My new parish in Richmond Hill, Georgia is a very young parish and quite diverse. We have a huge number of army people from all over the country.

We have about 800 registered households. We have 50 children preparing for First Holy Communion and another 50 or so for Confirmation.

Our young Catholic families have four, five and six and more children!

We are NOT an EF parish and our Liturgies are quite middle of the road with all the things that most ultra conservative Catholics despise. But our liturgies are reverent and according to the GIRM and rubrics.

So what's up with younger Catholics having so many children today and not just EF Catholics? 


Cletus Ordo said...

Humanae Vitae came at a time when two major forces seemed to be in free-fall and collapse: The institutional Church and the social order. Protest was the order of the day and all things that bore the label of tradition or authority were called into question. To make matters worse, Paul VI didn't exactly put his foot down on priests who went too far. By the 1970's, many religious orders had completely changed or nearly evaporated and the faithful didn't know for sure who to believe or what to believe. We've had priests who told people in the confessional that their violations of the 6th commandment in various forms or decision to contract were "not sins" or "don't worry about it" and most Catholics didn't. This created a Church ripe to accept just about anything, including "Catholic" politicians who support abortion, homosexuality, Communion in the hand, the idea of woman priests, and just about anything else a bad bishop or hippie-fied priest was willing to foist upon his comfortable pew-sitters in the name of Vatican II.

Subsequent generations have no such attachments to the entire culture of liberalized morality and social protest. I suspect many of them look at aging protesters and blue-haired out-of-habit nuns with amusements. While Germany may be rife with Archbishop Hunthausen and Rembert Weakland types, the situation here in the United States, with the exception of our overpopulated super-cities, is very different.

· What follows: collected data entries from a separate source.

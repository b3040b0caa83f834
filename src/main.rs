use anyhow::Result;
use clap::Parser;
use tokio::signal;
use tokio_util::sync::CancellationToken;
use tracing_subscriber::EnvFilter;

use homecare::cli::commands::{handle_chat, handle_config, handle_ingest, handle_status};
use homecare::cli::{Cli, Commands};
use homecare::models::{Config, OutputFormat};

fn init_tracing(verbose: bool) {
    let default = if verbose { "homecare=debug" } else { "warn" };
    let filter = EnvFilter::try_from_default_env().unwrap_or_else(|_| EnvFilter::new(default));
    tracing_subscriber::fmt()
        .with_env_filter(filter)
        .with_writer(std::io::stderr)
        .with_target(false)
        .init();
}

#[tokio::main]
async fn main() -> Result<()> {
    dotenvy::dotenv().ok();

    let cli = Cli::parse();
    init_tracing(cli.verbose);

    let format = cli
        .format
        .unwrap_or_else(|| Config::load().unwrap_or_default().output.default_format);
    let verbose = cli.verbose;

    let cancel = CancellationToken::new();
    let on_signal = cancel.clone();
    tokio::spawn(async move {
        shutdown_signal().await;
        eprintln!("\nReceived shutdown signal, stopping after the current batch (again to force)...");
        on_signal.cancel();
        shutdown_signal().await;
        eprintln!("Received second signal, exiting.");
        std::process::exit(130);
    });

    run_command(cli.command, format, verbose, cancel).await
}

async fn run_command(
    command: Commands,
    format: OutputFormat,
    verbose: bool,
    cancel: CancellationToken,
) -> Result<()> {
    match command {
        Commands::Ingest(args) => handle_ingest(args, format, verbose, cancel).await,
        Commands::Status(args) => handle_status(args, format, verbose).await,
        Commands::Config(cmd) => handle_config(cmd, format, verbose).await,
        Commands::Chat(args) => handle_chat(args, format, verbose, cancel).await,
    }
}

async fn shutdown_signal() {
    let ctrl_c = async {
        if let Err(e) = signal::ctrl_c().await {
            tracing::error!(error = %e, "failed to install Ctrl+C handler");
            std::future::pending::<()>().await;
        }
    };

    #[cfg(unix)]
    let terminate = async {
        match signal::unix::signal(signal::unix::SignalKind::terminate()) {
            Ok(mut sig) => {
                sig.recv().await;
            }
            Err(e) => {
                tracing::error!(error = %e, "failed to install SIGTERM handler");
                std::future::pending::<()>().await;
            }
        }
    };

    #[cfg(not(unix))]
    let terminate = std::future::pending::<()>();

    tokio::select! {
        _ = ctrl_c => {},
        _ = terminate => {},
    }
}
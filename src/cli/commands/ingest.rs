//! Ingest command implementation.

use std::path::PathBuf;
use std::sync::Arc;

use anyhow::{Context, Result};
use clap::Args;
use console::style;
use indicatif::{ProgressBar, ProgressStyle};
use tokio::sync::mpsc::{UnboundedReceiver, unbounded_channel};
use tokio_util::sync::CancellationToken;

use crate::cli::output::get_formatter;
use crate::models::{Config, FileOutcome, OutputFormat};
use crate::services::{
    ChunkSplitter, IngestEvent, IngestionPipeline, OpenAiEmbedder, PdfTextExtractor,
    connect_vector_store, timestamped_collection_name,
};
use crate::utils::{RetryPolicy, list_pdf_files};

#[derive(Debug, Args)]
pub struct IngestArgs {
    /// Folder containing the PDF manuals
    #[arg(required = true)]
    pub folder: PathBuf,

    /// Collection name (default: <collection_base>_<unix timestamp>)
    #[arg(long, short = 'c')]
    pub collection: Option<String>,

    /// Maximum characters per chunk
    #[arg(long)]
    pub chunk_size: Option<usize>,

    /// Characters shared between consecutive chunks
    #[arg(long)]
    pub chunk_overlap: Option<usize>,

    /// Chunks per embedding/upsert batch
    #[arg(long)]
    pub batch_size: Option<usize>,

    /// Attempts per batch step before giving up on rate limits
    #[arg(long)]
    pub max_attempts: Option<u32>,

    /// List the PDFs that would be ingested without calling any service
    #[arg(long)]
    pub dry_run: bool,
}

impl IngestArgs {
    fn apply(&self, config: &mut Config) {
        let ing = &mut config.ingestion;
        if let Some(v) = self.chunk_size {
            ing.chunk_size = v;
        }
        if let Some(v) = self.chunk_overlap {
            ing.chunk_overlap = v;
        }
        if let Some(v) = self.batch_size {
            ing.batch_size = v;
        }
        if let Some(v) = self.max_attempts {
            ing.max_attempts = v;
        }
    }
}

pub async fn handle_ingest(
    args: IngestArgs,
    format: OutputFormat,
    verbose: bool,
    cancel: CancellationToken,
) -> Result<()> {
    let mut config = Config::load()?;
    args.apply(&mut config);
    config.validate()?;
    let formatter = get_formatter(format);

    let files = list_pdf_files(&args.folder)
        .with_context(|| format!("cannot read folder {}", args.folder.display()))?;

    if args.dry_run {
        println!(
            "{}",
            formatter.format_message(&format!("Dry run: would ingest {} PDF files", files.len()))
        );
        for file in &files {
            println!("  {}", file.display());
        }
        return Ok(());
    }

    if files.is_empty() {
        println!("{}", formatter.format_message("No PDF files found to ingest."));
        return Ok(());
    }

    config.require_vector_store()?;
    config.require_openai_key()?;

    let store = connect_vector_store(&config.vector_store)
        .await
        .context("failed to connect to Qdrant")?;
    let embedder = Arc::new(OpenAiEmbedder::new(&config.openai)?);
    let splitter = ChunkSplitter::from_config(&config.ingestion)?;

    let collection = args
        .collection
        .clone()
        .unwrap_or_else(|| timestamped_collection_name(&config.vector_store.collection_base));

    let (tx, rx) = unbounded_channel();
    let pb = if format == OutputFormat::Text {
        ProgressBar::new(files.len() as u64)
    } else {
        ProgressBar::hidden()
    };
    if let Ok(bar_style) = ProgressStyle::default_bar()
        .template("{spinner:.green} [{elapsed_precise}] [{bar:40.cyan/blue}] {pos}/{len} {msg}")
    {
        pb.set_style(bar_style.progress_chars("#>-"));
    }
    let progress = tokio::spawn(render_progress(rx, pb, verbose));

    let pipeline = IngestionPipeline::new(store, embedder, Arc::new(PdfTextExtractor))
        .with_splitter(splitter)
        .with_retry_policy(RetryPolicy::from_config(&config.ingestion))
        .with_batch_size(config.ingestion.batch_size)
        .with_collection_schema(
            config.openai.embedding_dimension,
            config.vector_store.distance,
        )
        .with_cancellation(cancel)
        .with_progress(tx);

    let result = pipeline.ingest(&args.folder, &collection).await;
    // Dropping the pipeline closes the event channel and ends the renderer.
    drop(pipeline);
    let _ = progress.await;

    let report = result?;
    print!("{}", formatter.format_report(&report));

    if report.cancelled {
        anyhow::bail!("ingestion cancelled; collection {} is incomplete", collection);
    }
    if !report.is_success() {
        anyhow::bail!(
            "{} of {} files were not fully ingested",
            report.files_failed() + report.files_partial(),
            report.files_processed()
        );
    }
    Ok(())
}

async fn render_progress(mut rx: UnboundedReceiver<IngestEvent>, pb: ProgressBar, verbose: bool) {
    while let Some(event) = rx.recv().await {
        match event {
            IngestEvent::RunStarted { collection, .. } => {
                pb.println(format!("Ingesting into {}", style(collection).bold()));
            }
            IngestEvent::FileStarted { file_name, .. } => {
                pb.set_message(file_name);
            }
            IngestEvent::Chunked {
                file_name,
                chunks,
                batches,
            } if verbose => {
                pb.println(format!("  {file_name}: {chunks} chunks in {batches} batches"));
            }
            IngestEvent::Retrying {
                file_name,
                batch,
                attempt,
                delay,
                error,
            } => {
                pb.println(format!(
                    "  {} {file_name} batch {batch}: attempt {attempt} failed ({error}), retrying in {:.1}s",
                    style("!").yellow(),
                    delay.as_secs_f64()
                ));
            }
            IngestEvent::BatchFailed {
                file_name,
                batch,
                error,
            } => {
                pb.println(format!(
                    "  {} {file_name} batch {batch}: {error}",
                    style("✗").red()
                ));
            }
            IngestEvent::FileSkipped { file_name, reason } => {
                pb.println(format!("  {} {file_name}: {reason}", style("-").dim()));
            }
            IngestEvent::ExtractionFailed { file_name, error } => {
                pb.println(format!("  {} {file_name}: {error}", style("✗").red()));
            }
            IngestEvent::FileFinished { file_name, outcome } => {
                if verbose && outcome == FileOutcome::Succeeded {
                    pb.println(format!("  {} {file_name}", style("✓").green()));
                }
                pb.inc(1);
            }
            _ => {}
        }
    }
    pb.finish_and_clear();
}

#[cfg(test)]
mod tests {
    use super::*;
    use clap::Parser;

    #[derive(Parser)]
    struct TestCli {
        #[command(flatten)]
        args: IngestArgs,
    }

    #[test]
    fn test_overrides_apply_to_config() {
        let cli = TestCli::parse_from([
            "test",
            "./manuals",
            "--chunk-size",
            "500",
            "--batch-size",
            "20",
        ]);
        let mut config = Config::default();
        cli.args.apply(&mut config);

        assert_eq!(cli.args.folder, PathBuf::from("./manuals"));
        assert_eq!(config.ingestion.chunk_size, 500);
        assert_eq!(config.ingestion.chunk_overlap, 200);
        assert_eq!(config.ingestion.batch_size, 20);
        assert!(cli.args.collection.is_none());
    }
}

Do the young people hate Humanae Vitae? Doubtful. I'm not sure that they love it either. They simply aren't part of the protest pedigree that defines the dying liberal Catholic Church.

Cletus Ordo said...

My previous post should have read, "their deicision to contracept". Auto-correct is a pain in the _ss.

TJM said...

Hatred? Do they even know Humanae Vitae exists?

Anonymous said...

1968 was probably the worst year since World War 2, not of course because of Humanae Vitae but because of the Vietnam War, the Kennedy and King assassinations, riots in the streets of Chicago at the Democratic convention and unrest elsewhere in the US. Glad I was too young to remember all that!

Anonymous said...

Anon 6:21. Add to the list of 1968 worsts the election of Tricky Dick Nixon.

Republocrat said...

Anonymous 8:03

I grew up in a family of Roosevelt Democrats and I can still remember how disappointed my father and grandfather were when Nixon was elected. When he would come on TV, my grandfather would say, "There's old hog jaw!" However, aside from his loyalty in covering up for the Watergate crew for a crime he only knew about after the fact, Nixon was, in many ways, a good president. He ended the draft. He inherited a war that would ruin ANY president (lest we forget what it did to his predecessor, LBJ). He began talks with the USSR and China. He pursued reforms in welfare, health services, civll rights and environmental policies. He created the OMB and Office of Clean Energy Policy and supported the Clean Air Act of 1970, besides establishing the EPA. Every civil rights bill passed by Congress was signed by Nixon. He continued the work of desegregating southern schools. Even the Uber-liberal Gore Vidal said in the late 1970's that Nixon was the most effective president we had had in the last decade.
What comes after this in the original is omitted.